Furthermore, the Council, of which among others Federal Minister of Justice Heiko Maas (SPD) is a member, wanted to add a further exception to the principle of purpose limitation: “Further processing by the (…) controller or a third party shall be lawful if these interests override the interests of the data subject.Footnote 14 In this regard, it should be noted that a legally imposed balancing of interests always entails a certain degree of legal uncertainty. The same applies to the purpose of the data processing. It is not yet clarified how precise and on which level of abstraction the term “purpose” has to be defined.Footnote 15 According to the legislative proposal, the interests of third parties, such as the economic interests of companies offering big data analysis, could possibly be invoked. It should be noted that the choice of terminology in the draft was very imprecise. That this softening of data protection principles was surely desired by the German negotiating side is proven by the statements made by Chancellor Angela Merkel at the IT Summit 2015.Footnote 16

The approved GDPR clarifies that the outcome of data processing for statistical purposes must not contain personal data or be used for measures against natural entities.Footnote 17 Consequently, many big data applications are not affected by the exception of the principle of purpose limitation.
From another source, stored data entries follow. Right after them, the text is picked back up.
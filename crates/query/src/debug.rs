//! Feature-gated build diagnostics.
//!
//! With the `debug-log` feature enabled (wasm targets), builder and
//! optimizer decisions are traced to the console; by default the macro
//! compiles to nothing.

#[cfg(feature = "debug-log")]
macro_rules! debug_log {
    ($($arg:tt)*) => {
        web_sys::console::log_1(&web_sys::wasm_bindgen::JsValue::from(alloc::format!($($arg)*)))
    };
}

#[cfg(not(feature = "debug-log"))]
macro_rules! debug_log {
    ($($arg:tt)*) => {};
}
//! Rivulet IVM - incremental view maintenance operators.
//!
//! This crate implements the operator algebra at the heart of the engine.
//! A pipeline is a graph of operators rooted at the query's table; every
//! stage implements the same protocol:
//!
//! - `fetch`: pull the current result lazily, in the stage's sort order
//! - `push`: apply one incremental change and forward derived changes
//! - `cleanup`: release held state while returning what was held
//! - `destroy`: unconditional teardown, propagated upstream
//!
//! # Stream model
//!
//! - `Node`: a row plus named, re-invocable child relationship accessors
//! - `Change`: a tagged add/remove/edit/child delta flowing downstream
//! - `Storage`: an operator-private key/value scratch space
//!
//! # Operators
//!
//! `Filter`, `Skip`, `Take`, `Join`, `Exists`, and `FanOut`/`FanIn` for
//! OR branches. Sources implement the `Source` contract; `MemorySource`
//! is the in-memory reference implementation used by tests and by
//! embedders without their own row store.
//!
//! # Example
//!
//! ```ignore
//! use rivulet_ivm::{Capture, Filter, MemorySource, RowChange, Source};
//!
//! let users = MemorySource::new(schema);
//! let conn = users.connect(&sort, &[], &split_keys);
//! let filter = Filter::new(conn.input, predicate);
//! let capture = Capture::attach(&(filter as _));
//!
//! users.push(RowChange::Add(row));
//! assert_eq!(capture.take().len(), 1);
//! ```
//!
//! Pipelines are single-threaded: operators are linked with `Rc` and
//! interior mutability, downstream edges are `Weak`, and nothing here is
//! `Send`.

#![no_std]

extern crate alloc;

mod capture;
mod change;
mod node;
mod operator;
pub mod operators;
mod source;
mod storage;

pub use capture::{snapshot, snapshot_rows, Capture};
pub use change::Change;
pub use node::{ConstraintFetch, Node, Relationship, RelationshipFetch};
pub use operator::{
    empty_stream, Basis, Constraint, FetchRequest, NodeStream, Operator, OperatorRef, Output,
    OutputEdge, Start,
};
pub use operators::exists::{Exists, ExistsMode};
pub use operators::fan::{FanIn, FanOut};
pub use operators::filter::{Filter, RowPredicate};
pub use operators::join::Join;
pub use operators::skip::Skip;
pub use operators::take::Take;
pub use source::{MemorySource, RowChange, SimpleFilter, Source, SourceConnection};
pub use storage::{encode_key, MemoryStorage, Storage, StorageValue};
#[cfg(test)]
mod tests {
    use super::*;
    use crate::capture::Capture;
    use crate::operator::Constraint;
    use alloc::vec;
    use rivulet_core::schema::SchemaBuilder;
    use rivulet_core::DataType;

    fn users_schema() -> SourceSchema {
        SchemaBuilder::new("users")
            .column("id", DataType::Int)
            .column("age", DataType::Int)
            .primary_key(&["id"])
            .build()
            .unwrap()
    }

    fn user(id: i64, age: i64) -> Row {
        Row::from_pairs([("id", Value::Int(id)), ("age", Value::Int(age))])
    }

    fn collect_ids(stream: NodeStream) -> Vec<i64> {
        stream
            .map(|n| n.row().get("id").unwrap().as_int().unwrap())
            .collect()
    }

    #[test]
    fn test_fetch_in_sort_order() {
        let source = MemorySource::new(users_schema());
        source.add(user(2, 30));
        source.add(user(1, 20));
        source.add(user(3, 40));

        let conn = source.connect(&OrderSpec::asc("id"), &[], &[]);
        assert!(conn.fully_applied_filters);
        let ids = collect_ids(conn.input.fetch(&FetchRequest::new()));
        assert_eq!(ids, vec![1, 2, 3]);
    }

    #[test]
    fn test_fetch_secondary_sort() {
        let source = MemorySource::new(users_schema());
        source.add(user(1, 30));
        source.add(user(2, 10));
        source.add(user(3, 20));

        let sort = OrderSpec::asc("age").then_asc("id");
        let conn = source.connect(&sort, &[], &[]);
        let ids = collect_ids(conn.input.fetch(&FetchRequest::new()));
        assert_eq!(ids, vec![2, 3, 1]);
    }

    #[test]
    fn test_fetch_with_start_and_reverse() {
        let source = MemorySource::new(users_schema());
        for id in 1..=5 {
            source.add(user(id, id * 10));
        }
        let conn = source.connect(&OrderSpec::asc("id"), &[], &[]);

        let req = FetchRequest::new().with_start(Start::after(user(2, 20)));
        assert_eq!(collect_ids(conn.input.fetch(&req)), vec![3, 4, 5]);

        let req = FetchRequest::new().with_start(Start::at(user(2, 20)));
        assert_eq!(collect_ids(conn.input.fetch(&req)), vec![2, 3, 4, 5]);

        let req = FetchRequest::new().reversed();
        assert_eq!(collect_ids(conn.input.fetch(&req)), vec![5, 4, 3, 2, 1]);

        let req = FetchRequest::new()
            .with_start(Start::at(user(3, 30)))
            .reversed();
        assert_eq!(collect_ids(conn.input.fetch(&req)), vec![3, 2, 1]);

        let req = FetchRequest::new()
            .with_start(Start::after(user(3, 30)))
            .reversed();
        assert_eq!(collect_ids(conn.input.fetch(&req)), vec![2, 1]);
    }

    #[test]
    fn test_fetch_start_row_need_not_exist() {
        let source = MemorySource::new(users_schema());
        source.add(user(1, 10));
        source.add(user(3, 30));
        let conn = source.connect(&OrderSpec::asc("id"), &[], &[]);

        let req = FetchRequest::new().with_start(Start::at(user(2, 20)));
        assert_eq!(collect_ids(conn.input.fetch(&req)), vec![3]);
    }

    #[test]
    fn test_fetch_with_constraint() {
        let source = MemorySource::new(users_schema());
        source.add(user(1, 20));
        source.add(user(2, 30));
        source.add(user(3, 20));
        let conn = source.connect(&OrderSpec::asc("id"), &[], &[]);

        let req =
            FetchRequest::new().with_constraint(Constraint::new([("age", Value::Int(20))]));
        assert_eq!(collect_ids(conn.input.fetch(&req)), vec![1, 3]);
    }

    #[test]
    fn test_filters_applied_on_fetch_and_push() {
        let source = MemorySource::new(users_schema());
        source.add(user(1, 15));
        source.add(user(2, 25));

        let filter = SimpleFilter::new("age", CompareOp::Gt, Value::Int(18));
        let conn = source.connect(&OrderSpec::asc("id"), &[filter], &[]);
        let capture = Capture::attach(&conn.input);

        assert_eq!(collect_ids(conn.input.fetch(&FetchRequest::new())), vec![2]);

        source.add(user(3, 17)); // filtered out
        source.add(user(4, 40)); // passes
        let changes = capture.take();
        assert_eq!(changes.len(), 1);
        assert_eq!(changes[0].row().get("id"), Some(&Value::Int(4)));
    }

    #[test]
    fn test_edit_crossing_filter_boundary() {
        let source = MemorySource::new(users_schema());
        source.add(user(1, 15));

        let filter = SimpleFilter::new("age", CompareOp::Gt, Value::Int(18));
        let conn = source.connect(&OrderSpec::asc("id"), &[filter], &[]);
        let capture = Capture::attach(&conn.input);

        source.edit(user(1, 15), user(1, 21));
        let changes = capture.take();
        assert_eq!(changes.len(), 1);
        assert!(matches!(changes[0], Change::Add(_)));

        source.edit(user(1, 21), user(1, 10));
        let changes = capture.take();
        assert_eq!(changes.len(), 1);
        assert!(matches!(changes[0], Change::Remove(_)));
    }

    #[test]
    fn test_split_edit_keys() {
        let source = MemorySource::new(users_schema());
        source.add(user(1, 20));

        let conn = source.connect(&OrderSpec::asc("id"), &[], &[String::from("age")]);
        let capture = Capture::attach(&conn.input);

        // Editing a split key arrives as remove + add.
        source.edit(user(1, 20), user(1, 21));
        let changes = capture.take();
        assert_eq!(changes.len(), 2);
        assert!(matches!(changes[0], Change::Remove(_)));
        assert!(matches!(changes[1], Change::Add(_)));
    }

    #[test]
    fn test_plain_edit_stays_edit() {
        let source = MemorySource::new(users_schema());
        source.add(user(1, 20));
        let conn = source.connect(&OrderSpec::asc("id"), &[], &[]);
        let capture = Capture::attach(&conn.input);

        source.edit(user(1, 20), user(1, 99));
        let changes = capture.take();
        assert_eq!(changes.len(), 1);
        assert!(matches!(changes[0], Change::Edit { .. }));
    }

    #[test]
    #[should_panic(expected = "already-visible")]
    fn test_duplicate_add_panics() {
        let source = MemorySource::new(users_schema());
        source.add(user(1, 20));
        source.add(user(1, 25));
    }

    #[test]
    #[should_panic(expected = "unknown row")]
    fn test_remove_unknown_panics() {
        let source = MemorySource::new(users_schema());
        source.remove(user(1, 20));
    }

    #[test]
    fn test_destroy_unregisters() {
        let source = MemorySource::new(users_schema());
        let conn = source.connect(&OrderSpec::asc("id"), &[], &[]);
        assert_eq!(source.connection_count(), 1);
        conn.input.destroy();
        assert_eq!(source.connection_count(), 0);
    }

    #[test]
    fn test_scan_survives_mutation_between_steps() {
        let source = MemorySource::new(users_schema());
        source.add(user(1, 10));
        source.add(user(3, 30));
        let conn = source.connect(&OrderSpec::asc("id"), &[], &[]);

        let mut stream = conn.input.fetch(&FetchRequest::new());
        let first = stream.next().unwrap();
        assert_eq!(first.row().get("id"), Some(&Value::Int(1)));

        // Rows inserted behind the cursor are skipped, ahead are seen.
        source.add(user(2, 20));
        source.add(user(4, 40));
        let rest: Vec<i64> = collect_ids(stream);
        assert_eq!(rest, vec![2, 3, 4]);
    }
}
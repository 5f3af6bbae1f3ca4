//! Sort specifications and row comparators.
//!
//! An `OrderSpec` is an ordered list of (column, direction) pairs. Together
//! with the primary key it defines the total order every fetch stream obeys.

use crate::row::Row;
use alloc::string::String;
use alloc::vec::Vec;
use core::cmp::Ordering;

/// Sort direction for a single column.
#[derive(Clone, Copy, Debug, PartialEq, Eq)]
pub enum Direction {
    Asc,
    Desc,
}

impl Direction {
    /// Returns the opposite direction.
    pub fn reversed(self) -> Direction {
        match self {
            Direction::Asc => Direction::Desc,
            Direction::Desc => Direction::Asc,
        }
    }
}

/// An ordered list of (column, direction) pairs defining a row ordering.
#[derive(Clone, Debug, PartialEq, Eq)]
pub struct OrderSpec {
    fields: Vec<(String, Direction)>,
}

impl OrderSpec {
    /// Creates an order over the given (column, direction) pairs.
    pub fn new<K: Into<String>>(fields: impl IntoIterator<Item = (K, Direction)>) -> Self {
        Self {
            fields: fields.into_iter().map(|(k, d)| (k.into(), d)).collect(),
        }
    }

    /// Creates an ascending order over a single column.
    pub fn asc(column: impl Into<String>) -> Self {
        Self::new([(column.into(), Direction::Asc)])
    }

    /// Creates an ascending order over every column of a key.
    pub fn by_key(columns: &[String]) -> Self {
        Self::new(columns.iter().map(|c| (c.clone(), Direction::Asc)))
    }

    /// Appends another ascending column.
    pub fn then_asc(mut self, column: impl Into<String>) -> Self {
        self.fields.push((column.into(), Direction::Asc));
        self
    }

    /// Appends another descending column.
    pub fn then_desc(mut self, column: impl Into<String>) -> Self {
        self.fields.push((column.into(), Direction::Desc));
        self
    }

    /// Returns the (column, direction) pairs.
    #[inline]
    pub fn fields(&self) -> &[(String, Direction)] {
        &self.fields
    }

    /// Returns the column names in sort order.
    pub fn columns(&self) -> impl Iterator<Item = &str> {
        self.fields.iter().map(|(c, _)| c.as_str())
    }

    /// Returns true if the order references the given column.
    pub fn contains(&self, column: &str) -> bool {
        self.fields.iter().any(|(c, _)| c == column)
    }

    /// Compares two rows under this order.
    ///
    /// Rows that tie on every listed column compare equal; callers that
    /// need a total order must include the primary key in the spec.
    pub fn compare(&self, a: &Row, b: &Row) -> Ordering {
        for (column, direction) in &self.fields {
            let ord = a.get_or_null(column).compare(b.get_or_null(column));
            let ord = match direction {
                Direction::Asc => ord,
                Direction::Desc => ord.reverse(),
            };
            if ord != Ordering::Equal {
                return ord;
            }
        }
        Ordering::Equal
    }
}

/// A row boundary used by Skip and by AST pagination starts.
#[derive(Clone, Debug, PartialEq, Eq)]
pub struct Bound {
    /// The boundary row.
    pub row: Row,
    /// If true the boundary row itself is excluded.
    pub exclusive: bool,
}

impl Bound {
    /// Creates an inclusive bound.
    pub fn at(row: Row) -> Self {
        Self {
            row,
            exclusive: false,
        }
    }

    /// Creates an exclusive bound.
    pub fn after(row: Row) -> Self {
        Self {
            row,
            exclusive: true,
        }
    }
}
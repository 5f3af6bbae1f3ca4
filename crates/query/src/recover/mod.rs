//! Post-reorder recovery operators.
//!
//! After a flip, the physical pipeline no longer emits original-root
//! rows at the top: they sit at the end of a fixed relationship path.
//! `ExtractMatchingKeys` recovers them (deduplicated by primary key);
//! `SortToRootOrder` restores the original root's declared order.

mod extract;
mod sort_root;

pub use extract::ExtractMatchingKeys;
pub use sort_root::SortToRootOrder;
The balancing of the interests was also not included in the final version of the GDPR. Originally, the council wanted to use this balancing to allow changes of purpose.

However, there are now certain criteria that must be respected by the data processor regarding the question, whether the new purpose is still compatible with the original one. The possible consequences of the intended processing for the data subject are one example for these criteria, Article 6 para 4 lit. d GDPR.

The remaining criteria are ill defined as well and therefore cause different national interpretations.Footnote 18 Ultimately, there still has to be a weighing of interests. The explicit naming of this phrasing was given up on the basis of heavy criticism, but the already mentioned compatibility of the new purpose with the purpose of the collection means exactly the same.

Only an extensive jurisdiction is able to react to these uncertainties. The regulation has direct effect and therefore cannot be differentiated by the national legislators.

5 Conclusion and Outlook

Against this background, the statement by Anna Fielder cited above cannot totally be objected: The Analyzation of the principle of purpose limitation has shown, that people’s control over their personal data and enforcement in this context did not improve, compared to the data protection directive that still is in force. Although, if European governments have actually achieved “the exact opposite” might be an exaggerated statement. It must be examined in the near future, how the numerous opening clauses are going to be filled out by the member states. Especially for German standards, the GDPR does not involve a significant change regarding the central purpose limitation principle. In German law, there also are exceptions for a change of purpose. These exceptions are in fact a bit more restrictive, but quite comparable.

However, data protection can no longer be thought of only within national borders which is proven for example by the practice of cloud computing. In many other European countries, such as Ireland or Romania, the protection level will rise.Footnote 19 Thus, the standardization will eventually still have a positive effect on affected parties in Germany.